O primeiro e maior problema do novo partido, claro, é virar partido. Aqui fica claríssimo que 2014 já começou. Os dois maiores ameaçados pela Rede, PT e o condomínio PDSB-DEM (com Marina puxando votos dos insatisfeitos com lulismo à esquerda e Eduardo Campos puxando os à direita, não sobra muita coisa para Aécio Neves), articulam na Câmara uma mudança nas regras de criação de partidos políticos.

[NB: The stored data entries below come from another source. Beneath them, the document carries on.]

use thiserror::Error;

#[derive(Error, Debug)]
pub enum RemoteError {
    #[error("Access denied: {0}")]
    AccessDenied(String),

    #[error("Unauthorized - API key may be invalid")]
    Unauthorized,

    #[error("Resource not found: {0}")]
    NotFound(String),

    #[error("Rate limited - please wait before retrying")]
    RateLimited,

    #[error("Server error: {0}")]
    ServerError(String),

    #[error("Network error: {0}")]
    NetworkError(#[from] reqwest::Error),

    #[error("Invalid response: {0}")]
    InvalidResponse(String),

    #[error("Document store unavailable")]
    Unavailable,
}

/// Maximum length for error response bodies in error messages
const MAX_ERROR_BODY_LENGTH: usize = 500;

impl RemoteError {
    /// Truncate a response body to avoid logging excessive data
    fn truncate_body(body: &str) -> String {
        if body.len() <= MAX_ERROR_BODY_LENGTH {
            body.to_string()
        } else {
            let mut end = MAX_ERROR_BODY_LENGTH;
            while !body.is_char_boundary(end) {
                end -= 1;
            }
            format!("{}... (truncated, {} total bytes)", &body[..end], body.len())
        }
    }

    pub fn from_status(status: reqwest::StatusCode, body: &str) -> Self {
        let truncated = Self::truncate_body(body);
        match status.as_u16() {
            401 => RemoteError::Unauthorized,
            403 => RemoteError::AccessDenied(truncated),
            404 => RemoteError::NotFound(truncated),
            429 => RemoteError::RateLimited,
            500..=599 => RemoteError::ServerError(truncated),
            _ => RemoteError::InvalidResponse(format!("Status {}: {}", status, truncated)),
        }
    }
}

#[cfg(test)]
mod tests {
    use super::*;
    use reqwest::StatusCode;

    #[test]
    fn test_from_status_mapping() {
        assert!(matches!(
            RemoteError::from_status(StatusCode::UNAUTHORIZED, ""),
            RemoteError::Unauthorized
        ));
        assert!(matches!(
            RemoteError::from_status(StatusCode::TOO_MANY_REQUESTS, ""),
            RemoteError::RateLimited
        ));
        assert!(matches!(
            RemoteError::from_status(StatusCode::BAD_GATEWAY, "upstream"),
            RemoteError::ServerError(body) if body == "upstream"
        ));
        assert!(matches!(
            RemoteError::from_status(StatusCode::CONFLICT, "dup"),
            RemoteError::InvalidResponse(_)
        ));
    }

    #[test]
    fn test_long_bodies_are_truncated() {
        let body = "x".repeat(MAX_ERROR_BODY_LENGTH + 20);
        match RemoteError::from_status(StatusCode::FORBIDDEN, &body) {
            RemoteError::AccessDenied(message) => {
                assert!(message.starts_with(&"x".repeat(MAX_ERROR_BODY_LENGTH)));
                assert!(message.ends_with("(truncated, 520 total bytes)"));
            }
            other => panic!("unexpected error: {other:?}"),
        }
    }
}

Marina não seria beneficiada pela regra que permite a um parlamentar em exercício do mandato mudar de partido, da qual gozou o PSD. Aposto e ganho como o PSD apoiará amplamente a mudança na lei.

“O Supremo deve ter algo a dizer sobre isso”, pondera Marina, enquanto dispara pela Principal.

Discussão - 5 comentários

  1. Breno Souza disse:

    Fala Cláudio,

    Não sei o que acho sobre essa "Rede". Mas acho que já começou mal sugerindo referendo sobre legalização do aborto e a respeito do uso da maconha. Acho que Marina assume sua postura de crente da Assembléia de Deus, com todos os preconceitos . Lembre-se que Malafaia é cria disso também.

    Ela quer formar um PV geek de direita? Tenho minhas dúvidas!

    Abraços

    • Claudio Angelo disse:

      Fala, Breno,

      Concordo com você. Tempos atrás, eu me lembro, houve um bafafá nas internets em torno do fato de a Marina ser criacionista. Quem encerrou a polêmica foi o Eduardo Viveiros de Castro, com uma frase bem boa: "Melhor uma criacionista que vários destrucionistas". Abs.

  2. Igor Santos disse:

    Eu ia comentar algo parecido; um partido de uma causa só? Me parece que "meio ambiente" está para a REDE assim como o aerotrem está para o PRTB.
    Supondo que ela ganhe e faça do discurso uma realidade, e o resto? Como ela pretende manter a infraestrutura nacional? As universidades vão efetivar mais professores? Ela vai manter a laicidade do estado e não impor criacionismo nas escolas? Os pastores vão ter passaporte diplomático no governo dela?

    São tantas coisas que me passam pela cabeça que ela simplesmente ignora justamente com essa atitude de criar de baixo para cima.

    • Claudio Angelo disse:

      Todas as suas preocupações são legítimas. Mas, veja, fazer da defesa do meio ambiente a principal bandeira "transversal" do partido não exclui todas as outras coisas. Lembre-se de que a principal bandeira de campanha em 2010 era educação, não sustentabilidade (como se esta pudesse existir sem aquela).

  3. Igor Santos disse:

    É, não sei. Naõ vejo motivo para um partido ter uma bandeira antes de ter um estatuto ou declaração de intenções (o que não significa que eu simpatize com a volta da ARENA).